Desde 2010, he sostenido que, dado el carácter intensamente limitativo de libertades de las normas penales y por razones de seguridad jurídica que complican distinguir en un texto legal penal qué es materia orgánica y cuál ordinaria, es “preferible asumir la exigencia de ley orgánica para todas las normas penales” (pág. 338 de la última edición del volumen I de mi “Derecho Constitucional”), aunque debo confesar que no deben ser descartados alegremente los argumentos de quienes, siguiendo el criterio restrictivo de la materia orgánica que comparto –porque si no fuera así, todo lo que emana del Congreso debería ser ley orgánica-, sostienen lo contrario. En todo caso, en lo que todos estamos de acuerdo es que el Código Penal se tramitó en el Congreso como ley ordinaria, que la simple aprobación del mismo por las dos terceras partes de los miembros de ambas cámaras no lo hace per se ley orgánica y que no es válido constitucionalmente cambiar el procedimiento a mitad del río legislativo.
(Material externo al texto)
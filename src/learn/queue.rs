// Copyright 2025 Fernando Borretti
//
// Licensed under the Apache License, Version 2.0 (the "License");
// you may not use this file except in compliance with the License.
// You may obtain a copy of the License at
//
//     http://www.apache.org/licenses/LICENSE-2.0
//
// Unless required by applicable law or agreed to in writing, software
// distributed under the License is distributed on an "AS IS" BASIS,
// WITHOUT WARRANTIES OR CONDITIONS OF ANY KIND, either express or implied.
// See the License for the specific language governing permissions and
// limitations under the License.

use std::error::Error;
use std::fmt::Display;
use std::fmt::Formatter;

use rand::Rng;
use rand::seq::SliceRandom;
use serde::Serialize;

use crate::due::partition;
use crate::scheduler::schedule;
use crate::types::card::Card;
use crate::types::grade::Grade;
use crate::types::timestamp::Timestamp;

pub const DEFAULT_SESSION_CAP: usize = 50;

#[derive(Clone, Copy, PartialEq, Eq, Debug)]
pub enum QueueState {
    NotStarted,
    InProgress,
    Completed,
}

/// Why a queue operation was refused. A refused operation changes nothing.
#[derive(Clone, Copy, PartialEq, Eq, Debug)]
pub enum Rejection {
    AlreadyStarted,
    NotInProgress,
    NoCurrentCard,
    AlreadyRevealed,
    NotRevealed,
}

impl Display for Rejection {
    fn fmt(&self, f: &mut Formatter<'_>) -> std::fmt::Result {
        let msg = match self {
            Rejection::AlreadyStarted => "the session has already started",
            Rejection::NotInProgress => "no session is in progress",
            Rejection::NoCurrentCard => "there is no current card",
            Rejection::AlreadyRevealed => "the card is already revealed",
            Rejection::NotRevealed => "the card must be revealed before grading",
        };
        write!(f, "{msg}")
    }
}

impl Error for Rejection {}

#[derive(Clone, Debug, PartialEq, Serialize)]
#[serde(rename_all = "camelCase")]
pub struct SessionSummary {
    pub started_at: Option<Timestamp>,
    pub total: usize,
    pub graded: usize,
    pub again: usize,
    pub hard: usize,
    pub good: usize,
    pub easy: usize,
}

/// The cards of one learning session, and how far through them we are.
pub struct LearnQueue {
    cap: usize,
    state: QueueState,
    cards: Vec<Card>,
    position: usize,
    graded: usize,
    revealed: bool,
    started_at: Option<Timestamp>,
    /// Grades given so far, indexed by ordinal.
    tally: [usize; 4],
}

impl LearnQueue {
    pub fn new(cap: usize) -> Self {
        Self {
            cap,
            state: QueueState::NotStarted,
            cards: Vec::new(),
            position: 0,
            graded: 0,
            revealed: false,
            started_at: None,
            tally: [0; 4],
        }
    }

    pub fn state(&self) -> QueueState {
        self.state
    }

    pub fn position(&self) -> usize {
        self.position
    }

    pub fn total(&self) -> usize {
        self.cards.len()
    }

    pub fn graded(&self) -> usize {
        self.graded
    }

    #[cfg(test)]
    pub(crate) fn is_revealed(&self) -> bool {
        self.revealed
    }

    #[cfg(test)]
    pub(crate) fn cards(&self) -> &[Card] {
        &self.cards
    }

    /// The card being reviewed, if a session is in progress.
    pub fn current(&self) -> Option<&Card> {
        match self.state {
            QueueState::InProgress => self.cards.get(self.position),
            _ => None,
        }
    }

    /// Build the queue: due cards first, then the rest, each group in random
    /// order, truncated to the session cap.
    pub fn start<R: Rng + ?Sized>(
        &mut self,
        cards: Vec<Card>,
        now: Timestamp,
        rng: &mut R,
    ) -> Result<(), Rejection> {
        if self.state != QueueState::NotStarted {
            return Err(Rejection::AlreadyStarted);
        }
        let (mut due, mut not_due) = partition(cards, now);
        log::debug!(
            "Building queue from {} due and {} not due cards.",
            due.len(),
            not_due.len()
        );
        due.shuffle(rng);
        not_due.shuffle(rng);
        let mut queue = due;
        queue.append(&mut not_due);
        queue.truncate(self.cap);

        self.cards = queue;
        self.position = 0;
        self.graded = 0;
        self.revealed = false;
        self.started_at = Some(now);
        self.tally = [0; 4];
        self.state = if self.cards.is_empty() {
            QueueState::Completed
        } else {
            QueueState::InProgress
        };
        Ok(())
    }

    pub fn reveal(&mut self) -> Result<(), Rejection> {
        self.check_current()?;
        if self.revealed {
            return Err(Rejection::AlreadyRevealed);
        }
        self.revealed = true;
        Ok(())
    }

    /// Reschedule the current card as `grade` would, without moving on. The
    /// caller persists the result and then hands it to [`LearnQueue::commit`].
    pub fn prepare(&self, grade: Grade, now: Timestamp) -> Result<Card, Rejection> {
        self.check_revealed()?;
        Ok(schedule(&self.cards[self.position], grade, now))
    }

    /// Store a graded card in its slot and advance to the next one.
    pub fn commit(&mut self, grade: Grade, next: Card) -> Result<(), Rejection> {
        self.check_revealed()?;
        self.cards[self.position] = next;
        self.position += 1;
        self.graded += 1;
        self.tally[usize::from(grade.ordinal())] += 1;
        self.revealed = false;
        if self.position == self.cards.len() {
            log::debug!("Session completed.");
            self.state = QueueState::Completed;
        }
        Ok(())
    }

    /// Abandon the session. Always allowed.
    pub fn end(&mut self) {
        *self = Self::new(self.cap);
    }

    pub fn summary(&self) -> SessionSummary {
        SessionSummary {
            started_at: self.started_at,
            total: self.total(),
            graded: self.graded,
            again: self.tally[0],
            hard: self.tally[1],
            good: self.tally[2],
            easy: self.tally[3],
        }
    }

    fn check_current(&self) -> Result<(), Rejection> {
        if self.state != QueueState::InProgress {
            return Err(Rejection::NotInProgress);
        }
        if self.position >= self.cards.len() {
            return Err(Rejection::NoCurrentCard);
        }
        Ok(())
    }

    fn check_revealed(&self) -> Result<(), Rejection> {
        self.check_current()?;
        if !self.revealed {
            return Err(Rejection::NotRevealed);
        }
        Ok(())
    }
}
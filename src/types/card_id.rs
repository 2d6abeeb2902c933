// Copyright 2025 Fernando Borretti
//
// Licensed under the Apache License, Version 2.0 (the "License");
// you may not use this file except in compliance with the License.
// You may obtain a copy of the License at
//
//     http://www.apache.org/licenses/LICENSE-2.0
//
// Unless required by applicable law or agreed to in writing, software
// distributed under the License is distributed on an "AS IS" BASIS,
// WITHOUT WARRANTIES OR CONDITIONS OF ANY KIND, either express or implied.
// See the License for the specific language governing permissions and
// limitations under the License.

use std::fmt::Display;
use std::fmt::Formatter;

use crate::types::timestamp::Timestamp;

/// A card's stable identifier. Imported cards keep whatever identifier they
/// were stored with; cards created here get a content hash.
#[derive(Clone, PartialEq, Eq, Hash, Debug)]
pub struct CardId(String);

impl CardId {
    pub fn new(id: impl Into<String>) -> Self {
        Self(id.into())
    }

    /// Derive an identifier for a newly created card. The creation time is
    /// mixed in so that two identical cards in one deck still differ.
    pub fn generate(deck_id: &str, term: &str, definition: &str, created_at: Timestamp) -> Self {
        let mut hasher = blake3::Hasher::new();
        hasher.update(deck_id.as_bytes());
        hasher.update(&[0]);
        hasher.update(term.as_bytes());
        hasher.update(&[0]);
        hasher.update(definition.as_bytes());
        hasher.update(&created_at.into_millis().to_le_bytes());
        Self(hasher.finalize().to_hex().to_string())
    }

    pub fn as_str(&self) -> &str {
        &self.0
    }

    /// A prefix of the identifier, for log lines.
    pub fn short(&self) -> &str {
        match self.0.char_indices().nth(8) {
            Some((idx, _)) => &self.0[..idx],
            None => &self.0,
        }
    }
}

impl Display for CardId {
    fn fmt(&self, f: &mut Formatter) -> std::fmt::Result {
        write!(f, "{}", self.0)
    }
}
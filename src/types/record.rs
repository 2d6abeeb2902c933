// Copyright 2025 Fernando Borretti
//
// Licensed under the Apache License, Version 2.0 (the "License");
// you may not use this file except in compliance with the License.
// You may obtain a copy of the License at
//
//     http://www.apache.org/licenses/LICENSE-2.0
//
// Unless required by applicable law or agreed to in writing, software
// distributed under the License is distributed on an "AS IS" BASIS,
// WITHOUT WARRANTIES OR CONDITIONS OF ANY KIND, either express or implied.
// See the License for the specific language governing permissions and
// limitations under the License.

//! The persisted form of a card, and the lenient parse from it.
//!
//! Records come from storage that may have been written by older versions or
//! edited by hand, so every field is read as a raw JSON value. Missing or
//! malformed scheduling fields are replaced with defaults and reported; only a
//! record without an identifier is unusable.

use std::error::Error;
use std::fmt::Display;
use std::fmt::Formatter;

use serde::Deserialize;
use serde::Serialize;
use serde_json::Value;

use crate::types::card::Card;
use crate::types::card::DEFAULT_EASE;
use crate::types::card::MAX_EASE;
use crate::types::card::MIN_EASE;
use crate::types::card::clamp_ease;
use crate::types::card_id::CardId;
use crate::types::timestamp::Timestamp;

#[derive(Clone, Debug, Default, PartialEq, Serialize, Deserialize)]
#[serde(rename_all = "camelCase")]
pub struct CardRecord {
    #[serde(default)]
    pub id: Option<Value>,
    #[serde(default)]
    pub term: Option<Value>,
    #[serde(default)]
    pub definition: Option<Value>,
    #[serde(default)]
    pub due: Option<Value>,
    #[serde(default)]
    pub ef: Option<Value>,
    #[serde(default)]
    pub reps: Option<Value>,
    #[serde(default)]
    pub interval: Option<Value>,
    #[serde(default)]
    pub lapses: Option<Value>,
    #[serde(default, skip_serializing_if = "Option::is_none")]
    pub last_reviewed: Option<Value>,
}

impl CardRecord {
    /// The record's identifier, if it has a usable one.
    pub fn card_id(&self) -> Option<CardId> {
        self.id
            .as_ref()
            .and_then(as_text)
            .filter(|id| !id.is_empty())
            .map(CardId::new)
    }
}

impl From<&Card> for CardRecord {
    fn from(card: &Card) -> Self {
        Self {
            id: Some(Value::from(card.id().as_str())),
            term: Some(Value::from(card.term())),
            definition: Some(Value::from(card.definition())),
            due: Some(Value::from(card.due.into_millis())),
            ef: Some(Value::from(card.ef)),
            reps: Some(Value::from(card.reps)),
            interval: Some(Value::from(card.interval)),
            lapses: Some(Value::from(card.lapses)),
            last_reviewed: card.last_reviewed.map(|ts| Value::from(ts.into_millis())),
        }
    }
}

#[derive(Debug, PartialEq)]
pub enum ValidationIssue {
    /// The record has no identifier, so it cannot be tracked.
    MissingId,
    /// The record was usable, but the named fields were replaced.
    Defaulted {
        card: Card,
        fields: Vec<&'static str>,
    },
}

impl Display for ValidationIssue {
    fn fmt(&self, f: &mut Formatter<'_>) -> std::fmt::Result {
        match self {
            ValidationIssue::MissingId => write!(f, "card record has no identifier"),
            ValidationIssue::Defaulted { card, fields } => write!(
                f,
                "card {} had invalid fields, using defaults for: {}",
                card.id(),
                fields.join(", ")
            ),
        }
    }
}

impl Error for ValidationIssue {}

/// Parse a record strictly: `Ok` only if every field was present and valid.
pub fn parse_record(record: &CardRecord) -> Result<Card, ValidationIssue> {
    let id = record.card_id().ok_or(ValidationIssue::MissingId)?;
    let mut fields: Vec<&'static str> = Vec::new();

    let term = or_default(record.term.as_ref().and_then(as_text), "term", &mut fields);
    let definition = or_default(
        record.definition.as_ref().and_then(as_text),
        "definition",
        &mut fields,
    );
    let mut card = Card::new(id, term, definition, Timestamp::EPOCH);

    card.due = record
        .due
        .as_ref()
        .and_then(as_millis)
        .unwrap_or_else(|| {
            fields.push("due");
            Timestamp::EPOCH
        });
    card.ef = match record.ef.as_ref().and_then(as_finite) {
        Some(ef) if (MIN_EASE..=MAX_EASE).contains(&ef) => ef,
        Some(ef) => {
            fields.push("ef");
            clamp_ease(ef)
        }
        None => {
            fields.push("ef");
            DEFAULT_EASE
        }
    };
    // Progress is only trusted as a pair: a rep count needs a positive interval.
    let reps = record.reps.as_ref().and_then(as_count);
    let interval = record.interval.as_ref().and_then(as_count);
    match (reps, interval) {
        (Some(reps), Some(interval)) if reps == 0 || interval > 0 => {
            card.reps = reps;
            card.interval = interval;
        }
        _ => fields.extend(["reps", "interval"]),
    }
    card.lapses = or_default(record.lapses.as_ref().and_then(as_count), "lapses", &mut fields);
    // Absent means never reviewed; only a present, non-numeric value is bad.
    card.last_reviewed = match &record.last_reviewed {
        None | Some(Value::Null) => None,
        Some(value) => {
            let ts = as_millis(value);
            if ts.is_none() {
                fields.push("lastReviewed");
            }
            ts
        }
    };

    if fields.is_empty() {
        Ok(card)
    } else {
        Err(ValidationIssue::Defaulted { card, fields })
    }
}

/// Parse a record, recovering defaulted cards and dropping unusable ones.
pub fn load_card(record: &CardRecord) -> Option<Card> {
    match parse_record(record) {
        Ok(card) => Some(card),
        Err(ValidationIssue::Defaulted { card, fields }) => {
            log::warn!(
                "Card {}: using defaults for {}.",
                card.id().short(),
                fields.join(", ")
            );
            Some(card)
        }
        Err(ValidationIssue::MissingId) => {
            log::warn!("Dropping card record without an identifier.");
            None
        }
    }
}

pub fn load_deck(records: &[CardRecord]) -> Vec<Card> {
    records.iter().filter_map(load_card).collect()
}

fn or_default<T: Default>(value: Option<T>, name: &'static str, fields: &mut Vec<&'static str>) -> T {
    match value {
        Some(value) => value,
        None => {
            fields.push(name);
            T::default()
        }
    }
}

fn as_text(value: &Value) -> Option<String> {
    match value {
        Value::String(s) => Some(s.clone()),
        // Identifiers generated from clocks are sometimes stored as numbers.
        Value::Number(n) => Some(n.to_string()),
        _ => None,
    }
}

fn as_finite(value: &Value) -> Option<f64> {
    value.as_f64().filter(|f| f.is_finite())
}

fn as_millis(value: &Value) -> Option<Timestamp> {
    if let Some(millis) = value.as_i64() {
        return Some(Timestamp::from_millis(millis));
    }
    as_finite(value)
        .filter(|f| f.abs() < i64::MAX as f64)
        .map(|f| Timestamp::from_millis(f.trunc() as i64))
}

fn as_count(value: &Value) -> Option<u32> {
    if let Some(n) = value.as_u64() {
        return u32::try_from(n).ok();
    }
    as_finite(value)
        .filter(|f| *f >= 0.0 && f.fract() == 0.0 && *f <= f64::from(u32::MAX))
        .map(|f| f as u32)
}
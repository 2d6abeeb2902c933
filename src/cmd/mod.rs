// Copyright 2025 Fernando Borretti
//
// Licensed under the Apache License, Version 2.0 (the "License");
// you may not use this file except in compliance with the License.
// You may obtain a copy of the License at
//
//     http://www.apache.org/licenses/LICENSE-2.0
//
// Unless required by applicable law or agreed to in writing, software
// distributed under the License is distributed on an "AS IS" BASIS,
// WITHOUT WARRANTIES OR CONDITIONS OF ANY KIND, either express or implied.
// See the License for the specific language governing permissions and
// limitations under the License.

pub mod add;
pub mod decks;
pub mod export;
pub mod import;
pub mod learn;
pub mod reset;
pub mod stats;
//
// Copyright 2025-2026 Hans W. Uhlig. All Rights Reserved.
//
// Licensed under the Apache License, Version 2.0 (the "License");
// you may not use this file except in compliance with the License.
// You may obtain a copy of the License at
//
//      http://www.apache.org/licenses/LICENSE-2.0
//
// Unless required by applicable law or agreed to in writing, software
// distributed under the License is distributed on an "AS IS" BASIS,
// WITHOUT WARRANTIES OR CONDITIONS OF ANY KIND, either express or implied.
// See the License for the specific language governing permissions and
// limitations under the License.
//

//! Shared companion types

use chrono::{DateTime, Utc};
use serde::{Deserialize, Serialize};
use uuid::Uuid;

/// Kind of resource a gather mode collects
#[derive(Debug, Clone, Copy, PartialEq, Eq, Hash, Serialize, Deserialize)]
pub enum HarvestKind {
    Wood,
    Stone,
    Ore,
    Forage,
}

impl HarvestKind {
    pub fn as_str(&self) -> &'static str {
        match self {
            HarvestKind::Wood => "Wood",
            HarvestKind::Stone => "Stone",
            HarvestKind::Ore => "Ore",
            HarvestKind::Forage => "Forage",
        }
    }
}

/// What the companion is doing when nothing more urgent is happening
#[derive(Debug, Clone, Copy, PartialEq, Eq, Hash, Default, Serialize, Deserialize)]
pub enum ActionMode {
    #[default]
    Follow,
    GatherWood,
    GatherStone,
    GatherOre,
    Forage,
    Smelt,
    StayPatrol,
}

impl ActionMode {
    pub fn as_str(&self) -> &'static str {
        match self {
            ActionMode::Follow => "Follow",
            ActionMode::GatherWood => "GatherWood",
            ActionMode::GatherStone => "GatherStone",
            ActionMode::GatherOre => "GatherOre",
            ActionMode::Forage => "Forage",
            ActionMode::Smelt => "Smelt",
            ActionMode::StayPatrol => "StayPatrol",
        }
    }

    /// The resource kind collected by a gather mode
    pub fn harvest_kind(&self) -> Option<HarvestKind> {
        match self {
            ActionMode::GatherWood => Some(HarvestKind::Wood),
            ActionMode::GatherStone => Some(HarvestKind::Stone),
            ActionMode::GatherOre => Some(HarvestKind::Ore),
            ActionMode::Forage => Some(HarvestKind::Forage),
            _ => None,
        }
    }

    /// The gather mode that collects the given kind
    pub fn for_harvest(kind: HarvestKind) -> Self {
        match kind {
            HarvestKind::Wood => ActionMode::GatherWood,
            HarvestKind::Stone => ActionMode::GatherStone,
            HarvestKind::Ore => ActionMode::GatherOre,
            HarvestKind::Forage => ActionMode::Forage,
        }
    }

    pub fn is_gather(&self) -> bool {
        self.harvest_kind().is_some()
    }

    /// Gather and smelt modes are tasks; follow and patrol are not
    pub fn is_task(&self) -> bool {
        self.is_gather() || *self == ActionMode::Smelt
    }
}

/// How eagerly the companion starts and sustains fights
#[derive(Debug, Clone, Copy, PartialEq, Eq, Hash, Default, Serialize, Deserialize)]
pub enum CombatStance {
    #[default]
    Balanced,
    Aggressive,
    Defensive,
    Passive,
}

impl CombatStance {
    pub fn as_str(&self) -> &'static str {
        match self {
            CombatStance::Balanced => "Balanced",
            CombatStance::Aggressive => "Aggressive",
            CombatStance::Defensive => "Defensive",
            CombatStance::Passive => "Passive",
        }
    }

    /// Passive companions only fight when explicitly told to
    pub fn initiates_combat(&self) -> bool {
        !matches!(self, CombatStance::Passive)
    }
}

/// Independent on/off switches layered on top of the action mode
#[derive(Debug, Clone, Copy, PartialEq, Eq, Serialize, Deserialize)]
pub struct BehaviorToggles {
    /// Keep following the owner while working in another mode
    pub follow: bool,
    pub stay_home: bool,
    pub wander: bool,
    pub auto_pickup: bool,
    pub commandable: bool,
}

impl Default for BehaviorToggles {
    fn default() -> Self {
        Self {
            follow: false,
            stay_home: false,
            wander: true,
            auto_pickup: true,
            commandable: true,
        }
    }
}

/// Persisted companion record
/// Maps to: one document per companion in the agent store
#[derive(Debug, Clone, PartialEq, Serialize, Deserialize)]
pub struct CompanionProfile {
    pub agent_id: Uuid,
    pub owner_id: Uuid,
    pub name: String,
    #[serde(default)]
    pub mode: ActionMode,
    #[serde(default)]
    pub toggles: BehaviorToggles,
    #[serde(default)]
    pub home_anchor: Option<[f32; 3]>,
    #[serde(default)]
    pub stance: CombatStance,
    pub updated_at: DateTime<Utc>,
}

impl CompanionProfile {
    /// Create a fresh profile for a newly spawned companion
    pub fn new(agent_id: Uuid, owner_id: Uuid, name: impl Into<String>) -> Self {
        Self {
            agent_id,
            owner_id,
            name: name.into(),
            mode: ActionMode::default(),
            toggles: BehaviorToggles::default(),
            home_anchor: None,
            stance: CombatStance::default(),
            updated_at: Utc::now(),
        }
    }

    pub fn with_mode(mut self, mode: ActionMode) -> Self {
        self.mode = mode;
        self
    }

    pub fn with_stance(mut self, stance: CombatStance) -> Self {
        self.stance = stance;
        self
    }

    pub fn with_home_anchor(mut self, anchor: [f32; 3]) -> Self {
        self.home_anchor = Some(anchor);
        self
    }

    /// Stamp the record as modified now
    pub fn touch(&mut self) {
        self.updated_at = Utc::now();
    }
}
A menos que los jueces rechacen la práctica parlamentaria de aprobar las observaciones presidenciales de leyes orgánicas u ordinarias con mayoría simple y se adhieran, además, a la tesis de que las leyes penales deben revestir en toda su extensión el carácter de ley orgánica, dicha determinación o bien desemboca en el reconocimiento de que todo el Código Penal es ley ordinaria o concluye que algunas partes del Código Penal por su conexidad con derechos fundamentales deben ser reguladas por ley orgánica.